The Lifetime Skills Guarantee will revolutionise our education system. It will be as easy to enrol for a certificate in cybersecurity as it is to get a degree in biology; as easy for a forty-five-year-old retail worker to retrain as it is for the 18-year-old to head off to university.
We will establish a flexible lifelong loan entitlement that brings colleges and universities closer together, ending the decades-old bias against technical education.
We know that many learners need to access courses in a more flexible way, to fit study around work, family and personal commitments, and to retrain as both their circumstances and the economy changes. By investing properly in high-quality courses that lead directly to good jobs, the Lifetime Skills Guarantee will transform the opportunities available for young and old alike.
I want to end the dominance of the three-year bachelor’s degree in higher education. Whether it’s a degree apprenticeship, a Higher National Diploma or a set of modules in engineering and business, for many people there are simply better ways of studying.
Many of our degrees are absolutely fantastic but they should never be the default.
Instead of pushing young people on to dead-end courses that give them nothing but a mountain of debt, we need universities and colleges to work together to address the gaps in our labour market, and create the valuable and technical courses our society needs. I know that they are up for this challenge – indeed, many are already embracing it and already delivering on it.
The Lifetime Skills Guarantee is how we will make this dream a reality, get people into the jobs they aspire to and Build Back Better from this pandemic.
The final point I’d like to make today is about technology’s ability to expand our horizons. It is not just about enabling a student studying at home in Runcorn to go on a virtual field trip to the Atlas mountains, it can just as easily bring the student in North Africa here to enjoy the benefits of a British education from their own home.
Education exports such as transnational education make an important contribution to the UK economy as well as helping to build global relationships and education partnerships. Transnational education strengthens the UK’s soft power, and will open up opportunities for greater collaboration and the exchange of knowledge.
Online learning has the potential to transform our international offer. Rather than simply delivering degrees on site, in future universities will be able to provide a much wider and more innovative portfolio. We may, perhaps, see degrees in which an international student studies remotely for two years, before completing their degree with an in-person experience year on a UK campus. This sort of change would revolutionise demand, at a stroke bringing a UK degree in reach of the emerging middle classes of India and South East Asia.
Earlier this month we published our updated International Education Strategy, at the heart of which is our new, flagship, Turing Scheme.
The Turing Scheme exemplifies the best of post-Brexit Britain: modern, outward-looking and global in reach. Freed from the bloated, bureaucratic constraints of Erasmus+ – a scheme that would have cost us around £600m per year to run or £2bn net over the programme.
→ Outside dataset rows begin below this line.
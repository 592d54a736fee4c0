//! Human-readable justification of a classification from acoustic features.
//!
//! The explainer never changes the label. It picks the acoustic findings that
//! agree with the label and composes at most two of them into one sentence.

use serde::{Deserialize, Serialize};

use crate::classifier::Label;
use crate::features::FeatureBundle;
use crate::math::variance_f64;

pub const AI_FALLBACK: &str = "Multiple AI-generated voice indicators detected in audio patterns";
pub const HUMAN_FALLBACK: &str = "Multiple human voice characteristics detected in speech patterns";

/// Decision boundaries for each acoustic signal.
#[derive(Debug, Clone, Copy, PartialEq, Serialize, Deserialize)]
#[serde(default)]
pub struct ExplainerThresholds {
    /// Pitch std (Hz) below which pitch reads as synthetic.
    pub pitch_std_ai_below: f32,
    /// Pitch std (Hz) above which pitch reads as human.
    pub pitch_std_human_above: f32,
    /// Centroid variance (Hz^2) splitting robotic from natural timbre.
    pub centroid_var_split: f32,
    pub tempo_ai_below: f32,
    pub tempo_human_above: f32,
    /// Zero-crossing pause measure splitting missing from present micro-pauses.
    pub pause_split: f32,
}

impl Default for ExplainerThresholds {
    fn default() -> Self {
        Self {
            pitch_std_ai_below: 20.0,
            pitch_std_human_above: 80.0,
            centroid_var_split: 100_000.0,
            tempo_ai_below: 80.0,
            tempo_human_above: 140.0,
            pause_split: 0.05,
        }
    }
}

#[derive(Debug, Clone, Copy, PartialEq, Eq)]
pub enum Signal {
    Pitch,
    Spectral,
    Pause,
    Prosody,
}

impl Signal {
    fn verb(self) -> &'static str {
        match self {
            Self::Pitch => "Detected",
            Self::Spectral => "Found",
            Self::Pause => "Observed",
            Self::Prosody => "Identified",
        }
    }
}

/// One signal's verdict: which label it supports and how to say so.
#[derive(Debug, Clone, Copy, PartialEq, Eq)]
pub struct Finding {
    pub signal: Signal,
    pub supports: Label,
    pub phrase: &'static str,
}

impl Finding {
    fn sentence(&self) -> String {
        format!("{} {}", self.signal.verb(), self.phrase)
    }
}

#[derive(Debug, Clone, PartialEq, Eq, Serialize)]
pub struct Explanation {
    pub text: String,
    /// Set when no finding agreed with the label.
    pub is_fallback: bool,
}

/// Normalized zero-crossing count: `sum |sign(x[i+1]) - sign(x[i])| / (2 * len)`.
#[must_use]
pub fn pause_measure(samples: &[f32]) -> f32 {
    if samples.is_empty() {
        return 0.0;
    }
    let sign = |v: f32| -> f32 {
        if v > 0.0 {
            1.0
        } else if v < 0.0 {
            -1.0
        } else {
            0.0
        }
    };
    let crossings: f64 = samples
        .windows(2)
        .map(|w| f64::from((sign(w[1]) - sign(w[0])).abs()))
        .sum();
    (crossings / (2.0 * samples.len() as f64)) as f32
}

#[derive(Debug, Clone, Default)]
pub struct Explainer {
    thresholds: ExplainerThresholds,
}

impl Explainer {
    #[must_use]
    pub fn new(thresholds: ExplainerThresholds) -> Self {
        Self { thresholds }
    }

    #[must_use]
    pub fn thresholds(&self) -> &ExplainerThresholds {
        &self.thresholds
    }

    pub fn pitch_finding(&self, pitch_std: f32) -> Option<Finding> {
        let t = &self.thresholds;
        let (supports, phrase) = if pitch_std < t.pitch_std_ai_below {
            (Label::AiGenerated, "unnatural pitch consistency typical of AI synthesis")
        } else if pitch_std > t.pitch_std_human_above {
            (Label::Human, "natural pitch variation expected in human speech")
        } else {
            return None;
        };
        Some(Finding {
            signal: Signal::Pitch,
            supports,
            phrase,
        })
    }

    pub fn spectral_finding(&self, centroid_var: f32) -> Finding {
        let (supports, phrase) = if centroid_var < self.thresholds.centroid_var_split {
            (Label::AiGenerated, "robotic spectral artifacts in frequency distribution")
        } else {
            (Label::Human, "natural spectral variation in voice timbre")
        };
        Finding {
            signal: Signal::Spectral,
            supports,
            phrase,
        }
    }

    pub fn pause_finding(&self, measure: f32) -> Finding {
        let (supports, phrase) = if measure < self.thresholds.pause_split {
            (Label::AiGenerated, "lack of natural micro-pauses between words")
        } else {
            (Label::Human, "natural breathing patterns and micro-pauses detected")
        };
        Finding {
            signal: Signal::Pause,
            supports,
            phrase,
        }
    }

    pub fn prosody_finding(&self, tempo: f32) -> Option<Finding> {
        let t = &self.thresholds;
        let (supports, phrase) = if tempo > 0.0 && tempo < t.tempo_ai_below {
            (Label::AiGenerated, "synthetic prosody with regular tempo patterns")
        } else if tempo > t.tempo_human_above {
            (Label::Human, "natural prosodic rhythm")
        } else {
            return None;
        };
        Some(Finding {
            signal: Signal::Prosody,
            supports,
            phrase,
        })
    }

    /// All findings in reporting order, regardless of label.
    #[must_use]
    pub fn findings(&self, features: &FeatureBundle) -> Vec<Finding> {
        let centroid_var = variance_f64(features.spectral_centroid()) as f32;
        let samples = features.waveform().samples();

        let mut out = Vec::with_capacity(4);
        out.extend(self.pitch_finding(features.pitch_std()));
        out.push(self.spectral_finding(centroid_var));
        if !samples.is_empty() {
            out.push(self.pause_finding(pause_measure(samples)));
        }
        out.extend(self.prosody_finding(features.tempo()));
        out
    }

    #[must_use]
    pub fn explain(&self, features: &FeatureBundle, label: Label, confidence: f32) -> Explanation {
        let agreeing: Vec<Finding> = self
            .findings(features)
            .into_iter()
            .filter(|f| f.supports == label)
            .collect();

        let Some(first) = agreeing.first() else {
            tracing::info!(
                %label,
                confidence,
                "no acoustic finding agrees with the classifier, using fallback explanation"
            );
            let text = match label {
                Label::AiGenerated => AI_FALLBACK,
                Label::Human => HUMAN_FALLBACK,
            };
            return Explanation {
                text: text.to_string(),
                is_fallback: true,
            };
        };

        let mut text = first.sentence();
        if let Some(second) = agreeing.get(1) {
            text.push_str(" and ");
            text.push_str(&lowercase_first(&second.sentence()));
        }

        Explanation {
            text: uppercase_first(&text),
            is_fallback: false,
        }
    }
}

fn uppercase_first(s: &str) -> String {
    let mut chars = s.chars();
    match chars.next() {
        Some(c) => c.to_uppercase().chain(chars).collect(),
        None => String::new(),
    }
}

fn lowercase_first(s: &str) -> String {
    let mut chars = s.chars();
    match chars.next() {
        Some(c) => c.to_lowercase().chain(chars).collect(),
        None => String::new(),
    }
}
We have been able to broaden our imaginations from the small confines of Europe. Seeing Turing as a truly global scheme.
Our universities will now be able to create opportunities not just among our friends and neighbours on the continent, but across the globe; to America’s world-renowned institutions and the vibrant, dynamic universities of India and South-East Asia.
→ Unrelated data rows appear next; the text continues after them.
//! Label prediction from a shaped MFCC tensor.

use std::fmt;
use std::path::{Path, PathBuf};

use serde::{Deserialize, Serialize};
use thiserror::Error;

use crate::constants::NUM_CLASSES;
use crate::math::{argmax, softmax_inplace};
use crate::model::{CnnWeights, DEFAULT_INIT_SEED};
use crate::tensor::ModelInput;
use crate::weights::{TrainingMetadata, WeightError, WeightStore};

#[derive(Debug, Clone, Copy, PartialEq, Eq, Hash, Serialize, Deserialize)]
pub enum Label {
    #[serde(rename = "AI_GENERATED")]
    AiGenerated,
    #[serde(rename = "HUMAN")]
    Human,
}

impl Label {
    /// Class index 0 is AI-generated, 1 is human.
    #[must_use]
    pub fn from_index(idx: usize) -> Self {
        if idx == 1 { Self::Human } else { Self::AiGenerated }
    }

    #[must_use]
    pub fn as_str(self) -> &'static str {
        match self {
            Self::AiGenerated => "AI_GENERATED",
            Self::Human => "HUMAN",
        }
    }
}

impl fmt::Display for Label {
    fn fmt(&self, f: &mut fmt::Formatter<'_>) -> fmt::Result {
        f.write_str(self.as_str())
    }
}

#[derive(Debug, Clone, Copy, PartialEq)]
pub struct ClassificationResult {
    pub label: Label,
    pub confidence: f32,
    pub probabilities: [f32; NUM_CLASSES],
}

#[derive(Debug, Clone, PartialEq, Error)]
pub enum InferenceError {
    #[error("model produced non-finite logits {0:?}")]
    NonFinite([f32; NUM_CLASSES]),
}

/// Where the active parameters came from.
#[derive(Debug, Clone, PartialEq)]
pub enum WeightSource {
    Trained {
        path: PathBuf,
        epoch: Option<u32>,
        loss: Option<f32>,
    },
    Default {
        reason: String,
    },
}

/// Seam between the pipeline and whatever produces labels.
pub trait VoiceClassifier: Send + Sync {
    fn classify(&self, input: &ModelInput) -> Result<ClassificationResult, InferenceError>;

    /// True when running on untrained default parameters.
    fn is_degraded(&self) -> bool {
        false
    }
}

#[derive(Debug, Clone)]
pub struct Classifier {
    weights: CnnWeights,
    source: WeightSource,
}

impl Classifier {
    /// Default-initialized classifier; always degraded.
    #[must_use]
    pub fn with_default_weights(reason: impl Into<String>) -> Self {
        Self {
            weights: CnnWeights::seeded(DEFAULT_INIT_SEED),
            source: WeightSource::Default {
                reason: reason.into(),
            },
        }
    }

    /// Load trained weights from `path`, falling back to default parameters.
    ///
    /// Never fails: a missing or incompatible artifact yields a degraded
    /// classifier and a single warning.
    pub fn load(path: impl AsRef<Path>) -> Self {
        let path = path.as_ref();
        match Self::try_load(path) {
            Ok(c) => {
                if let WeightSource::Trained { epoch, loss, .. } = &c.source {
                    tracing::info!(path = %path.display(), ?epoch, ?loss, "loaded trained classifier weights");
                }
                c
            }
            Err(err) => {
                let reason = format!("{}: {err}", path.display());
                tracing::warn!(%reason, "classifier weights unavailable, using default parameters");
                Self::with_default_weights(reason)
            }
        }
    }

    /// Strict load: any missing tensor or shape mismatch is an error.
    pub fn try_load(path: impl AsRef<Path>) -> Result<Self, WeightError> {
        let path = path.as_ref();
        let store = WeightStore::open(path)?;
        let weights = CnnWeights::from_store(&store)?;
        let meta = store.metadata()?;
        Ok(Self {
            weights,
            source: WeightSource::Trained {
                path: path.to_path_buf(),
                epoch: meta.epoch,
                loss: meta.loss,
            },
        })
    }

    pub fn save_weights(
        &self,
        path: impl AsRef<Path>,
        epoch: Option<u32>,
        loss: Option<f32>,
    ) -> Result<(), WeightError> {
        self.weights.save(path, TrainingMetadata { epoch, loss })
    }

    #[must_use]
    pub fn weight_source(&self) -> &WeightSource {
        &self.source
    }

    #[must_use]
    pub fn is_degraded(&self) -> bool {
        matches!(self.source, WeightSource::Default { .. })
    }

    #[must_use]
    pub fn logits(&self, input: &ModelInput) -> [f32; NUM_CLASSES] {
        self.weights.forward(input)
    }

    pub fn predict(&self, input: &ModelInput) -> Result<ClassificationResult, InferenceError> {
        let logits = self.logits(input);
        if logits.iter().any(|v| !v.is_finite()) {
            return Err(InferenceError::NonFinite(logits));
        }

        let mut probabilities = logits;
        softmax_inplace(&mut probabilities);
        let idx = argmax(&probabilities);
        let result = ClassificationResult {
            label: Label::from_index(idx),
            confidence: probabilities[idx].clamp(0.0, 1.0),
            probabilities,
        };
        tracing::debug!(label = %result.label, confidence = result.confidence, "classified");
        Ok(result)
    }
}

impl VoiceClassifier for Classifier {
    fn classify(&self, input: &ModelInput) -> Result<ClassificationResult, InferenceError> {
        self.predict(input)
    }

    fn is_degraded(&self) -> bool {
        Classifier::is_degraded(self)
    }
}

#[cfg(test)]
mod tests {
    use std::sync::{Arc, Mutex};

    use super::*;
    use crate::weights::{TensorF32, save_f32_tensors};

    #[test]
    fn label_wire_strings() {
        assert_eq!(Label::from_index(0), Label::AiGenerated);
        assert_eq!(Label::from_index(1), Label::Human);
        assert_eq!(Label::Human.to_string(), "HUMAN");
        assert_eq!(
            serde_json::to_string(&Label::AiGenerated).expect("json"),
            "\"AI_GENERATED\""
        );
        let back: Label = serde_json::from_str("\"HUMAN\"").expect("json");
        assert_eq!(back, Label::Human);
    }

    #[test]
    fn missing_artifact_runs_degraded() {
        let dir = tempfile::tempdir().expect("tempdir");
        let c = Classifier::load(dir.path().join("nope.safetensors"));
        assert!(c.is_degraded());
        assert!(matches!(c.weight_source(), WeightSource::Default { .. }));

        let r = c.predict(&ModelInput::zeros()).expect("predict");
        assert!((0.0..=1.0).contains(&r.confidence));
        assert!(r.confidence >= 0.5);
        let sum: f32 = r.probabilities.iter().sum();
        assert!((sum - 1.0).abs() < 1e-5);
    }

    /// Collects formatted log output from a scoped subscriber.
    #[derive(Clone, Default)]
    struct CapturedLogs(Arc<Mutex<Vec<u8>>>);

    impl std::io::Write for CapturedLogs {
        fn write(&mut self, buf: &[u8]) -> std::io::Result<usize> {
            self.0.lock().expect("log buffer").extend_from_slice(buf);
            Ok(buf.len())
        }

        fn flush(&mut self) -> std::io::Result<()> {
            Ok(())
        }
    }

    impl CapturedLogs {
        fn lines_at(&self, level: &str) -> Vec<String> {
            let bytes = self.0.lock().expect("log buffer").clone();
            String::from_utf8(bytes)
                .expect("utf8 logs")
                .lines()
                .filter(|l| l.contains(level))
                .map(str::to_owned)
                .collect()
        }
    }

    #[test]
    fn missing_artifact_warns_exactly_once() {
        let dir = tempfile::tempdir().expect("tempdir");
        let logs = CapturedLogs::default();
        let writer = logs.clone();
        let subscriber = tracing_subscriber::fmt()
            .with_max_level(tracing::Level::INFO)
            .with_ansi(false)
            .with_writer(move || writer.clone())
            .finish();

        let c = tracing::subscriber::with_default(subscriber, || {
            Classifier::load(dir.path().join("absent.safetensors"))
        });
        assert!(c.is_degraded());

        let warnings = logs.lines_at("WARN");
        assert_eq!(warnings.len(), 1, "{warnings:?}");
        assert!(warnings[0].contains("using default parameters"));
        assert!(warnings[0].contains("absent.safetensors"));
    }

    #[test]
    fn saved_artifact_round_trips() {
        let dir = tempfile::tempdir().expect("tempdir");
        let path = dir.path().join("voice_classifier.safetensors");
        let original = Classifier::with_default_weights("test");
        original
            .save_weights(&path, Some(20), Some(0.0625))
            .expect("save");

        let loaded = Classifier::load(&path);
        assert!(!loaded.is_degraded());
        assert_eq!(
            loaded.weight_source(),
            &WeightSource::Trained {
                path: path.clone(),
                epoch: Some(20),
                loss: Some(0.0625),
            }
        );

        let data: Vec<f32> = (0..40 * 128).map(|i| (i as f32 * 0.37).sin() * 10.0).collect();
        let input = ModelInput::from_flat(data).expect("input");
        assert_eq!(loaded.logits(&input), original.logits(&input));
    }

    #[test]
    fn incompatible_artifact_falls_back_to_default() {
        let dir = tempfile::tempdir().expect("tempdir");
        let path = dir.path().join("wrong.safetensors");
        save_f32_tensors(
            &path,
            &[(
                "conv1.weight".to_string(),
                TensorF32 {
                    shape: vec![32, 40, 3],
                    data: vec![0.0; 32 * 40 * 3],
                },
            )],
            TrainingMetadata::default(),
        )
        .expect("save");

        assert!(matches!(
            Classifier::try_load(&path),
            Err(WeightError::ShapeMismatch { .. })
        ));
        let c = Classifier::load(&path);
        assert!(c.is_degraded());
        assert!(c.predict(&ModelInput::zeros()).is_ok());
    }

    #[test]
    fn classifier_is_shareable_across_threads() {
        fn assert_send_sync<T: Send + Sync>() {}
        assert_send_sync::<Classifier>();

        let c = std::sync::Arc::new(Classifier::with_default_weights("test"));
        let handles: Vec<_> = (0..2)
            .map(|_| {
                let c = std::sync::Arc::clone(&c);
                std::thread::spawn(move || c.predict(&ModelInput::zeros()).expect("predict"))
            })
            .collect();
        let results: Vec<_> = handles
            .into_iter()
            .map(|h| h.join().expect("join"))
            .collect();
        assert_eq!(results[0], results[1]);
    }
}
And unlike Erasmus, whose benefits went mainly to the middle-classes, the Turing scheme will actively seek out those from less well-off backgrounds to take up opportunities that can transform their lives.
Thanks to the wizardry of technology this is an enormously exciting time for those who learn and those who teach. We mustn’t hesitate to seize the opportunities it presents with both hands and I know you have no intention of slowing up a revolution that has been unfolding over the past year. And I want to thank you for what you have been doing and for the endeavours that you’re about to embark upon.